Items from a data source
================================

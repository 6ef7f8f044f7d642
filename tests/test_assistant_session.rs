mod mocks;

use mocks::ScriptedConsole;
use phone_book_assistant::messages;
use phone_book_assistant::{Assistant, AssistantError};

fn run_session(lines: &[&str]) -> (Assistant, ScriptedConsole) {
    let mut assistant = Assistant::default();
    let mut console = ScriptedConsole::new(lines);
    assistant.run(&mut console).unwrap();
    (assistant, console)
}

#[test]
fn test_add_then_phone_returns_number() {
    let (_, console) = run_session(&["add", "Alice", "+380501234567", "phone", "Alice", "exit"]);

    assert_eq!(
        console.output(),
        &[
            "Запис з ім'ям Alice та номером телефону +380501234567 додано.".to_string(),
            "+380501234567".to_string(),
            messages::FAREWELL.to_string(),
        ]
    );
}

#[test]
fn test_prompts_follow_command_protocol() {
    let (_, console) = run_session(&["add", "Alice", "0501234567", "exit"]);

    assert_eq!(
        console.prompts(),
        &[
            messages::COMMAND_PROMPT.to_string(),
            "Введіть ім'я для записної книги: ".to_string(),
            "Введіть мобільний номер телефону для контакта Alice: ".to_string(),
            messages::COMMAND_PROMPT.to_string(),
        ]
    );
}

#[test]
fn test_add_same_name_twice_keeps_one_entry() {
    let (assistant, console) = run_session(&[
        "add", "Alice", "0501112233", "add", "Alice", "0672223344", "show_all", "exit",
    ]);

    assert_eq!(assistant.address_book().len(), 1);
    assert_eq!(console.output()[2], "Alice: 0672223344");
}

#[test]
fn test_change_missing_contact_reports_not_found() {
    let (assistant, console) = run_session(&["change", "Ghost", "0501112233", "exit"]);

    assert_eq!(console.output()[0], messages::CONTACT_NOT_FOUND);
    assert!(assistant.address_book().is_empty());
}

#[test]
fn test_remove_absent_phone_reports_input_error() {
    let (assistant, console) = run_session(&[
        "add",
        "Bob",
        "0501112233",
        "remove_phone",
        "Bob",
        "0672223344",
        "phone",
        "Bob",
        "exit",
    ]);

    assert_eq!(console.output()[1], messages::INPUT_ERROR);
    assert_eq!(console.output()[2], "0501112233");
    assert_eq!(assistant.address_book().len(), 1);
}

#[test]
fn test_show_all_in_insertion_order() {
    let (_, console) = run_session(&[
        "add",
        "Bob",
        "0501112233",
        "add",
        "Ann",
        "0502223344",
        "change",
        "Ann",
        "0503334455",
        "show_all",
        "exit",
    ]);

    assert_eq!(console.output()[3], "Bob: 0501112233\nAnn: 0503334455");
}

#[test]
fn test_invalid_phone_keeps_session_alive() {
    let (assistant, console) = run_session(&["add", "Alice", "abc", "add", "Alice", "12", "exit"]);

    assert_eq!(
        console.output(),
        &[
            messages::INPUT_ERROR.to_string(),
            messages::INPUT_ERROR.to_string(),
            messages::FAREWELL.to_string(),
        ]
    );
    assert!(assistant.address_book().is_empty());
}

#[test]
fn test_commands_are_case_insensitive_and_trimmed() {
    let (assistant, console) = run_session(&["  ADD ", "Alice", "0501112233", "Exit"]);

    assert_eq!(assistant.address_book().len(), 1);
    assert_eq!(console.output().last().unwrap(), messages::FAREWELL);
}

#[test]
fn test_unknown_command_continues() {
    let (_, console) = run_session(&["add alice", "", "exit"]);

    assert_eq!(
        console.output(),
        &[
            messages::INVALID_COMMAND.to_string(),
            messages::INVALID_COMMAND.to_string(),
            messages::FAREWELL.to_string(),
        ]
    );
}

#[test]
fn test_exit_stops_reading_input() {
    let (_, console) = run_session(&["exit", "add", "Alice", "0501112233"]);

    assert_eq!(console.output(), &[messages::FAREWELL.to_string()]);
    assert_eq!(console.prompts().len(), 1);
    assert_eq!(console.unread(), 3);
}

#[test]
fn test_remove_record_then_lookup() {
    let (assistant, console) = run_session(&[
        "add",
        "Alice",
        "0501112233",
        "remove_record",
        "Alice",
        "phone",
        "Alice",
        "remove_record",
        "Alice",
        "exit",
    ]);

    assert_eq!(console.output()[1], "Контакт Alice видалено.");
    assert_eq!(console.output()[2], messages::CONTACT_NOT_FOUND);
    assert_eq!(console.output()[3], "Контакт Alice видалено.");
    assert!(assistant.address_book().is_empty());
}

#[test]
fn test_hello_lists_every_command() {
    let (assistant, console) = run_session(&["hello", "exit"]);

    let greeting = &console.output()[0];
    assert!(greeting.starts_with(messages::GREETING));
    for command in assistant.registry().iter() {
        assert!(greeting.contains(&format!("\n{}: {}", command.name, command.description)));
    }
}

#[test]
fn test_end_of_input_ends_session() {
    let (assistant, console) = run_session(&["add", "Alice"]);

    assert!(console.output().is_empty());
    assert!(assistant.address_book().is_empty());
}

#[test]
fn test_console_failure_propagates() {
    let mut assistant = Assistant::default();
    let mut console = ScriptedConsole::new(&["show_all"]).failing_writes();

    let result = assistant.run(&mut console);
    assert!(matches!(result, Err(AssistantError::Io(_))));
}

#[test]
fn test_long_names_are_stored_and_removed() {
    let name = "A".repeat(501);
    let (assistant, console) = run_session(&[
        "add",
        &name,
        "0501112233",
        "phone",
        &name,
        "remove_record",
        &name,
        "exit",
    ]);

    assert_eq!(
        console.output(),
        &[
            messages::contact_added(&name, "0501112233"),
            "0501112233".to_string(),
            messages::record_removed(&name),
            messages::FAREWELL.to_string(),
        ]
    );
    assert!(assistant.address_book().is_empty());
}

================================

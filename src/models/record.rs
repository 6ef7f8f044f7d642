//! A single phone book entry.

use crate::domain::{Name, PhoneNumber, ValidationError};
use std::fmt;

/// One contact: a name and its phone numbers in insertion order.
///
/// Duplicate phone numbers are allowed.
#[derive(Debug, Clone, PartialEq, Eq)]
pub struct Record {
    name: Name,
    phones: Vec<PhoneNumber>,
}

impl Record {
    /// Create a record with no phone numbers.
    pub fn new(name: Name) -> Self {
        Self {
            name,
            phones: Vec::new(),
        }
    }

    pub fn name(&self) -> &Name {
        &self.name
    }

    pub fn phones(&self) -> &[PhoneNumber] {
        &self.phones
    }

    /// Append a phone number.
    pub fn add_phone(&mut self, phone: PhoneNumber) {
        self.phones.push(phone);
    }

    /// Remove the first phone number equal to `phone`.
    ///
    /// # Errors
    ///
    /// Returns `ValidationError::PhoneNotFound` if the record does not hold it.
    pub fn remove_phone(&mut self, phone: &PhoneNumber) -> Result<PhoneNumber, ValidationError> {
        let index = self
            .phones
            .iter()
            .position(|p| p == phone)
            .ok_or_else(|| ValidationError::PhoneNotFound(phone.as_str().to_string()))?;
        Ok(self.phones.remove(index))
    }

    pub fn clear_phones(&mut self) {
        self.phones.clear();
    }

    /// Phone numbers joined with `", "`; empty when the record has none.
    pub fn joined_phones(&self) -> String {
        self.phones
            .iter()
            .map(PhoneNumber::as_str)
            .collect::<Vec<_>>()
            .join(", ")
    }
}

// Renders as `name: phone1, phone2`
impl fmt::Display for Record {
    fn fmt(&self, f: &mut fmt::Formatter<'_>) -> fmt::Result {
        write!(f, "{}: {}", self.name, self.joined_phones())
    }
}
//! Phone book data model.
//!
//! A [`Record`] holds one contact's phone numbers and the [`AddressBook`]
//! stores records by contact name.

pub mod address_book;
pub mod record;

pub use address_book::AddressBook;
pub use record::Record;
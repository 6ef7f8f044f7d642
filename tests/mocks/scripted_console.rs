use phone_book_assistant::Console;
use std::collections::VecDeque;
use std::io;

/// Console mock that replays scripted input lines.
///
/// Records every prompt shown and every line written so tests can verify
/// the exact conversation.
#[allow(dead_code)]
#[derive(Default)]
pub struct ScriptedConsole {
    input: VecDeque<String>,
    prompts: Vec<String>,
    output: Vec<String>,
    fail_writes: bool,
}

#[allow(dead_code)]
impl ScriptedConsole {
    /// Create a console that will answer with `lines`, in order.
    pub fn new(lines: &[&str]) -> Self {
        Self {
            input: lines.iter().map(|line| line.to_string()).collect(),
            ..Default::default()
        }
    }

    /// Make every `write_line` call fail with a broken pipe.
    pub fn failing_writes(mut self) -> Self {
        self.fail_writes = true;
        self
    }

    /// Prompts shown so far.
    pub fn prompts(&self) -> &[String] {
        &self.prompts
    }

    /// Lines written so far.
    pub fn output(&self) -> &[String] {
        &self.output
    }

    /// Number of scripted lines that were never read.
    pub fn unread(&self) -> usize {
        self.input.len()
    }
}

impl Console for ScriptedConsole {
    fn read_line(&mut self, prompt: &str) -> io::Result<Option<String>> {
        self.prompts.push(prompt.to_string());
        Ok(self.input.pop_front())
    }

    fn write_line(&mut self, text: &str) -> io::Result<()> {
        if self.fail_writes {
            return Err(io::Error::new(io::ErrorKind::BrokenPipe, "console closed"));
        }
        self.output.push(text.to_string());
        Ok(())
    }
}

================================

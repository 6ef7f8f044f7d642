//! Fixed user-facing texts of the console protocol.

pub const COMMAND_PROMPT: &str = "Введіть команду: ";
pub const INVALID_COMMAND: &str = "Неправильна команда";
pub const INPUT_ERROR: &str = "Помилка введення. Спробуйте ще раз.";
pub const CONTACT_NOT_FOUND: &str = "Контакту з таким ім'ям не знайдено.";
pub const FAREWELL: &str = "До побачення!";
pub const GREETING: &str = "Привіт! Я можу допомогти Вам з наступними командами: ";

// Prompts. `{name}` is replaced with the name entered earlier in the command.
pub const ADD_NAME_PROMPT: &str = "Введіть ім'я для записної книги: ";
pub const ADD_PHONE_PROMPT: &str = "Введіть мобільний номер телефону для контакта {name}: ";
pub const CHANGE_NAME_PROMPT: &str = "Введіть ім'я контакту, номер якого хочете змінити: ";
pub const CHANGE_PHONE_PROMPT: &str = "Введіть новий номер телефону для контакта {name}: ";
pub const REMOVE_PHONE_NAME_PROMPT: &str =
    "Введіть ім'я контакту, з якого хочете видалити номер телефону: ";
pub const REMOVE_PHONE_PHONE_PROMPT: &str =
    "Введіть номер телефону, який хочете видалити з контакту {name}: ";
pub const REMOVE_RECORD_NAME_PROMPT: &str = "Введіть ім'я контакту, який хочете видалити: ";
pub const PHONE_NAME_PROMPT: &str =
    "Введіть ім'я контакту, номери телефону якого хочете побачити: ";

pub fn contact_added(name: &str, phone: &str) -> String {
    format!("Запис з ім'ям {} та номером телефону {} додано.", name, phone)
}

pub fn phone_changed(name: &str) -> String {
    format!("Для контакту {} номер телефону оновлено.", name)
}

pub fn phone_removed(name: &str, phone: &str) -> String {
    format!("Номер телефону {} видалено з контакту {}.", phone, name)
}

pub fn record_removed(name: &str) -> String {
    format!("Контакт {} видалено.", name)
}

================================

» ASSIGNMENT
Filter the entries above down to the lines that hold the word "записної", and copy those lines.

» RESULT OF THIS TASK
            "Введіть ім'я для записної книги: ".to_string(),
pub const ADD_NAME_PROMPT: &str = "Введіть ім'я для записної книги: ";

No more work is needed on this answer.